►

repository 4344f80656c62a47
//! Server configuration module

use clap::Parser;

use crate::config::{
    db::DatabaseConfig,
    server::ListenConfig,
    telemetry::{LoggingConfig, TracingConfig},
    users::UsersServiceConfig,
};

pub(crate) mod db;
pub(crate) mod server;
pub(crate) mod telemetry;
pub(crate) mod users;

/// Shopping cart JSON API server configuration
#[derive(Debug, Parser)]
#[command(name = "cart-json", about = "Shopping Cart JSON API Server", long_about = None)]
pub struct ServerConfig {
    /// Server network settings.
    #[command(flatten)]
    pub server: ListenConfig,

    /// Logging output settings.
    #[command(flatten)]
    pub logging: LoggingConfig,

    /// Trace export settings.
    #[command(flatten)]
    pub tracing: TracingConfig,

    /// Application database settings.
    #[command(flatten)]
    pub database: DatabaseConfig,

    /// Users service connection settings.
    #[command(flatten)]
    pub users: UsersServiceConfig,
}

impl ServerConfig {
    /// Load configuration from environment and CLI arguments
    ///
    /// # Errors
    ///
    /// Returns an error if configuration cannot be parsed
    pub fn load() -> Result<Self, clap::Error> {
        // Load .env file if present (ignore if missing)
        _ = dotenvy::dotenv();

        Self::try_parse()
    }

    /// Get the socket address for binding
    #[must_use]
    pub fn socket_addr(&self) -> String {
        self.server.bind_address()
    }
}
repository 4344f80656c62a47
//! Authentication

pub(crate) mod middleware;
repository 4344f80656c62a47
//! Errors

use tracing::error;

use cart_app::domain::items::ItemsServiceError;

use crate::errors::ApiError;

pub(crate) fn into_api_error(error: ItemsServiceError) -> ApiError {
    if let ItemsServiceError::Sql(source) = &error {
        error!("items storage failure: {source}");
    }

    ApiError::from_kind(error.kind(), error.to_string())
}
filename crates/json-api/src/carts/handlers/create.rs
//! Create Cart Handler

use std::sync::Arc;

use salvo::{oapi::extract::JsonBody, prelude::*};

use crate::{
    carts::{
        into_api_error,
        models::{CartResponse, CreateCartRequest},
    },
    errors::ApiError,
    extensions::*,
    state::State,
};

/// Create Cart Handler
///
/// Creates an empty cart once the owning user is confirmed by the users service.
#[endpoint(
    tags("carts"),
    summary = "Create Cart",
    security(("bearer_auth" = [])),
    responses(
        (status_code = StatusCode::CREATED, description = "Cart created"),
    ),
)]
#[tracing::instrument(
    name = "carts.create",
    skip(json, depot, res),
    fields(
        api_token = tracing::field::Empty,
        cart_id = tracing::field::Empty
    ),
    err
)]
pub(crate) async fn handler(
    json: JsonBody<CreateCartRequest>,
    depot: &mut Depot,
    res: &mut Response,
) -> Result<Json<CartResponse>, ApiError> {
    let state = depot.obtain_or_500::<Arc<State>>()?;
    let span = tracing::Span::current();

    if let Some(token) = depot.api_token() {
        span.record("api_token", tracing::field::display(token));
    }

    let cart = state
        .app
        .carts
        .create_cart(json.into_inner().into())
        .await
        .map_err(into_api_error)?;

    span.record("cart_id", cart.id.into_i64());

    res.created_at(&format!("/carts/{}", cart.id))?;

    Ok(Json(cart.into()))
}
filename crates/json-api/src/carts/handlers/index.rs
//! List Carts Handler

use std::sync::Arc;

use salvo::prelude::*;

use crate::{
    carts::{into_api_error, models::CartResponse},
    errors::ApiError,
    extensions::*,
    state::State,
};

/// List Carts Handler
///
/// Returns every cart with its items.
#[endpoint(
    tags("carts"),
    summary = "List Carts",
    security(("bearer_auth" = [])),
    responses(
        (status_code = StatusCode::OK, description = "Carts listed"),
    ),
)]
pub(crate) async fn handler(depot: &mut Depot) -> Result<Json<Vec<CartResponse>>, ApiError> {
    let state = depot.obtain_or_500::<Arc<State>>()?;

    let carts = state.app.carts.list_carts().await.map_err(into_api_error)?;

    Ok(Json(carts.into_iter().map(Into::into).collect()))
}
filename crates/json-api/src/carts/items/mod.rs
//! Cart Items

mod handlers;

pub(crate) use handlers::*;
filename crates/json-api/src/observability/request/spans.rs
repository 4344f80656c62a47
//! HTTP span naming.

use uuid::Uuid;

#[derive(Debug, Clone)]
pub(super) struct RequestSpanName {
    pub(super) route: String,
    pub(super) span_name: String,
}

pub(super) fn request_span_name(method: &str, path: &str) -> RequestSpanName {
    let route = route_template(path);
    let span_name = format!("{method} {route}");

    RequestSpanName { route, span_name }
}

/// Collapse identifier segments so spans and metric labels stay low-cardinality.
fn route_template(path: &str) -> String {
    let segments = path
        .split('/')
        .filter(|segment| !segment.is_empty())
        .map(|segment| {
            if segment.parse::<i64>().is_ok() {
                "{id}"
            } else if Uuid::parse_str(segment).is_ok() {
                "{uuid}"
            } else {
                segment
            }
        })
        .collect::<Vec<_>>();

    format!("/{}", segments.join("/"))
}
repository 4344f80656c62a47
//! Get Cart Handler

use std::sync::Arc;

use salvo::{oapi::extract::PathParam, prelude::*};

use cart_app::domain::carts::models::CartId;

use crate::{
    carts::{into_api_error, models::CartResponse},
    errors::ApiError,
    extensions::*,
    state::State,
};

/// Get Cart Handler
#[endpoint(
    tags("carts"),
    summary = "Get Cart",
    security(("bearer_auth" = [])),
    responses(
        (status_code = StatusCode::OK, description = "Cart found"),
    ),
)]
pub(crate) async fn handler(
    cart: PathParam<i64>,
    depot: &mut Depot,
) -> Result<Json<CartResponse>, ApiError> {
    let state = depot.obtain_or_500::<Arc<State>>()?;

    let cart = state
        .app
        .carts
        .get_cart(CartId::from_i64(cart.into_inner()))
        .await
        .map_err(into_api_error)?;

    Ok(Json(cart.into()))
}
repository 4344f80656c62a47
//! Item Handlers

pub(crate) mod add_to_cart;
pub(crate) mod create;
pub(crate) mod delete;
pub(crate) mod get;
pub(crate) mod index;
pub(crate) mod update;
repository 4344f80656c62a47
//! Errors

use tracing::error;

use cart_app::domain::products::ProductsServiceError;

use crate::errors::ApiError;

pub(crate) fn into_api_error(error: ProductsServiceError) -> ApiError {
    if let ProductsServiceError::Sql(source) = &error {
        error!("products storage failure: {source}");
    }

    ApiError::from_kind(error.kind(), error.to_string())
}

#[cfg(test)]
mod tests {
    use salvo::http::StatusCode;

    use cart_app::domain::products::models::ProductId;

    use super::*;

    #[test]
    fn duplicate_description_is_a_bad_request() {
        let error = into_api_error(ProductsServiceError::AlreadyExists("Pencil".to_string()));

        assert_eq!(
            error,
            ApiError::new(StatusCode::BAD_REQUEST, "Ya existe un producto \"Pencil\".")
        );
    }

    #[test]
    fn missing_product_is_not_found() {
        let error = into_api_error(ProductsServiceError::NotFound(ProductId::from_i64(4)));

        assert_eq!(error.status(), StatusCode::NOT_FOUND);
    }
}
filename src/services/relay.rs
//! Event relay: binds sessions to rooms, applies mutations, fans out.
//!
//! DESIGN
//! ======
//! Each inbound frame becomes an [`Event`] and is handled in one of four ways:
//!
//! | Event | Room state | Fan-out | Reply to sender |
//! |-------|-----------|---------|-----------------|
//! | `Join` | subscribe, presence join | `presence:join` to peers | snapshot (`done`) |
//! | `Mutation` | applied | original payload to peers | none |
//! | `Cursor` / `Viewport` | presence only | stamped payload to peers | none |
//! | `Undo` / `Redo` | untouched | bare notification to peers | none |
//!
//! Apply and fan-out happen under one registry write guard, so no other
//! message can land between a mutation reaching the room and reaching the
//! peers. Relayed frames carry the room's `board_id` and the sender's session
//! id in `from`; nothing is ever echoed to the sender.
//!
//! Frames from a session that has not joined are refused with
//! [`RelayError::Unbound`]. The websocket layer logs every error and sends
//! nothing back.

use frames::{Event, EventError, Frame, Identity, Mutation};
use tokio::sync::mpsc;
use tracing::{debug, info};
use uuid::Uuid;

use crate::services::session::Session;
use crate::state::AppState;

#[derive(Debug, thiserror::Error)]
pub enum RelayError {
    #[error(transparent)]
    Event(#[from] EventError),
    #[error("session has not joined a board")]
    Unbound,
    #[error("{0} is not accepted from clients")]
    NotAccepted(&'static str),
}

/// Handle one inbound frame and return the frames owed to the sender.
///
/// # Errors
///
/// Returns [`RelayError`] if the frame is not a valid client event or the
/// session has not joined a board. Room state is untouched in that case.
pub async fn handle(
    state: &AppState,
    session: &mut Session,
    tx: &mpsc::Sender<Frame>,
    frame: &Frame,
) -> Result<Vec<Frame>, RelayError> {
    match Event::from_frame(frame)? {
        Event::Join { board_id, identity } => {
            let snapshot = join(state, session, board_id, identity, tx.clone()).await;
            let mut reply = frame.done_with(snapshot.to_data());
            reply.board_id = session.board_id().map(str::to_owned);
            Ok(vec![reply])
        }
        Event::Mutation(mutation) => {
            mutate(state, session, &mutation, frame).await?;
            Ok(Vec::new())
        }
        event @ (Event::Cursor(_) | Event::Viewport(_)) => {
            relay_presence(state, session, event).await?;
            Ok(Vec::new())
        }
        event @ (Event::Undo | Event::Redo) => {
            relay_history(state, session, &event).await?;
            Ok(Vec::new())
        }
        other => Err(RelayError::NotAccepted(other.syscall())),
    }
}

// =============================================================================
// JOIN / PART
// =============================================================================

/// Bind `session` to a board and return its snapshot.
///
/// A session already bound elsewhere parts that room first. A missing board
/// id means the configured default board; a missing identity means a guest.
pub async fn join(
    state: &AppState,
    session: &mut Session,
    board_id: Option<String>,
    identity: Option<Identity>,
    tx: mpsc::Sender<Frame>,
) -> Event {
    if session.board_id().is_some() {
        part(state, session).await;
    }

    let board_id = board_id
        .filter(|id| !id.is_empty())
        .unwrap_or_else(|| state.config.default_board_id.clone());
    let identity = identity.unwrap_or_else(|| Identity::guest(session.id.to_string()));

    let mut rooms = state.rooms.write().await;
    let room = rooms.get_or_create(&board_id);
    room.subscribe(session.id, tx);
    let announce = room.presence.join(session.id, identity.clone());
    room.publish(&stamp(announce.to_frame(), &board_id, session.id), Some(session.id));
    let shapes = room.state.snapshot();
    info!(%board_id, session_id = %session.id, participants = room.presence.len(), shapes = shapes.len(), "relay: session joined board");
    drop(rooms);

    session.bind(board_id.clone(), identity);
    Event::Snapshot { board_id, shapes }
}

/// Unbind `session` and announce its departure. Shapes it created stay.
pub async fn part(state: &AppState, session: &mut Session) {
    let Some(board_id) = session.board_id().map(str::to_owned) else {
        return;
    };
    session.unbind();

    let mut rooms = state.rooms.write().await;
    let Some(room) = rooms.get_mut(&board_id) else {
        return;
    };
    room.unsubscribe(session.id);
    if let Some(leave) = room.presence.leave(session.id) {
        room.publish(&stamp(leave.to_frame(), &board_id, session.id), None);
    }
    info!(%board_id, session_id = %session.id, remaining = room.subscribers.len(), "relay: session left board");
}

// =============================================================================
// MUTATIONS
// =============================================================================

/// Apply `mutation` to the session's room, then relay `frame`'s payload
/// unchanged to every other subscriber. Returns how many shapes changed.
///
/// # Errors
///
/// Returns [`RelayError::Unbound`] if the session has not joined a board.
pub async fn mutate(
    state: &AppState,
    session: &Session,
    mutation: &Mutation,
    frame: &Frame,
) -> Result<usize, RelayError> {
    let board_id = session.board_id().ok_or(RelayError::Unbound)?;
    let relayed = stamp(Frame::request(frame.syscall.clone(), frame.data.clone()), board_id, session.id);

    let mut rooms = state.rooms.write().await;
    let room = rooms.get_or_create(board_id);
    let touched = room.state.apply(mutation);
    let delivered = room.publish(&relayed, Some(session.id));
    debug!(%board_id, session_id = %session.id, syscall = %frame.syscall, touched, delivered, shapes = room.state.len(), "relay: mutation applied");
    Ok(touched)
}

// =============================================================================
// PRESENCE / HISTORY
// =============================================================================

/// Relay a cursor or viewport update stamped with the sender's session id.
///
/// # Errors
///
/// Returns [`RelayError::Unbound`] if the session has not joined a board and
/// [`RelayError::NotAccepted`] for events that are not presence updates.
pub async fn relay_presence(state: &AppState, session: &Session, event: Event) -> Result<(), RelayError> {
    let board_id = session.board_id().ok_or(RelayError::Unbound)?;

    let mut rooms = state.rooms.write().await;
    let room = rooms.get_or_create(board_id);
    let stamped = match event {
        Event::Cursor(cursor) => room.presence.update_cursor(session.id, cursor),
        Event::Viewport(viewport) => room.presence.update_viewport(session.id, viewport),
        other => return Err(RelayError::NotAccepted(other.syscall())),
    };
    let Some(stamped) = stamped else {
        return Err(RelayError::Unbound);
    };
    room.publish(&stamp(stamped.to_frame(), board_id, session.id), Some(session.id));
    Ok(())
}

/// Tell peers the sender undid or redid locally. Nothing is applied here.
///
/// # Errors
///
/// Returns [`RelayError::Unbound`] if the session has not joined a board.
pub async fn relay_history(state: &AppState, session: &Session, event: &Event) -> Result<(), RelayError> {
    let board_id = session.board_id().ok_or(RelayError::Unbound)?;

    let mut rooms = state.rooms.write().await;
    if let Some(room) = rooms.get_mut(board_id) {
        room.publish(&stamp(event.to_frame(), board_id, session.id), Some(session.id));
    }
    Ok(())
}

/// Tag a relayed frame with its room and the session it came from.
pub(crate) fn stamp(frame: Frame, board_id: &str, session_id: Uuid) -> Frame {
    frame.with_board_id(board_id).with_from(session_id.to_string())
}

#[cfg(test)]
#[path = "relay_test.rs"]
mod tests;
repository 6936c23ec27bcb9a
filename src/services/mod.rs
//! Domain services used by websocket and HTTP routes.
//!
//! ARCHITECTURE
//! ============
//! Service modules own room state, presence, and relay rules so route
//! handlers can stay focused on protocol translation.

pub mod presence;
pub mod relay;
pub mod room;
pub mod session;
pub mod sweeper;
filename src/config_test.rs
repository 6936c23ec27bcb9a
use std::collections::HashMap;

use super::*;

fn lookup(vars: &[(&str, &str)]) -> impl Fn(&str) -> Option<String> {
    let vars: HashMap<String, String> = vars
        .iter()
        .map(|(k, v)| ((*k).to_owned(), (*v).to_owned()))
        .collect();
    move |key| vars.get(key).cloned()
}

#[test]
fn empty_environment_yields_defaults() {
    let config = ServerConfig::from_lookup(lookup(&[])).expect("defaults");
    assert_eq!(config, ServerConfig::default());
    assert_eq!(config.port, 3000);
    assert_eq!(config.client_channel_capacity, 256);
    assert_eq!(config.default_board_id, "default");
    assert!(config.room_idle_ttl.is_none());
    assert_eq!(config.room_sweep_interval, Duration::from_secs(30));
}

#[test]
fn every_variable_is_read() {
    let config = ServerConfig::from_lookup(lookup(&[
        ("PORT", "8080"),
        ("CLIENT_CHANNEL_CAPACITY", "16"),
        ("DEFAULT_BOARD_ID", "lobby"),
        ("ROOM_IDLE_TTL_SECS", "600"),
        ("ROOM_SWEEP_INTERVAL_SECS", "5"),
    ]))
    .expect("config");

    assert_eq!(config.port, 8080);
    assert_eq!(config.client_channel_capacity, 16);
    assert_eq!(config.default_board_id, "lobby");
    assert_eq!(config.room_idle_ttl, Some(Duration::from_secs(600)));
    assert_eq!(config.room_sweep_interval, Duration::from_secs(5));
}

#[test]
fn invalid_port_is_an_error() {
    let err = ServerConfig::from_lookup(lookup(&[("PORT", "eighty")])).expect_err("should fail");
    assert!(matches!(err, ConfigError::Invalid { key: "PORT", .. }));
}

#[test]
fn invalid_ttl_is_an_error() {
    let err = ServerConfig::from_lookup(lookup(&[("ROOM_IDLE_TTL_SECS", "-1")])).expect_err("should fail");
    assert!(matches!(err, ConfigError::Invalid { key: "ROOM_IDLE_TTL_SECS", .. }));
}

#[test]
fn zero_capacity_is_rejected() {
    let err = ServerConfig::from_lookup(lookup(&[("CLIENT_CHANNEL_CAPACITY", "0")])).expect_err("should fail");
    assert!(matches!(err, ConfigError::Invalid { key: "CLIENT_CHANNEL_CAPACITY", .. }));
}

#[test]
fn blank_values_fall_back_to_defaults() {
    let config = ServerConfig::from_lookup(lookup(&[("PORT", " "), ("DEFAULT_BOARD_ID", ""), ("ROOM_IDLE_TTL_SECS", "")]))
        .expect("config");
    assert_eq!(config.port, DEFAULT_PORT);
    assert_eq!(config.default_board_id, DEFAULT_BOARD_ID);
    assert!(config.room_idle_ttl.is_none());
}

#[test]
fn zero_ttl_is_allowed() {
    let config = ServerConfig::from_lookup(lookup(&[("ROOM_IDLE_TTL_SECS", "0")])).expect("config");
    assert_eq!(config.room_idle_ttl, Some(Duration::ZERO));
}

◄

Would you count the lines in the data that include the word "websocket" and reply with only the number?

2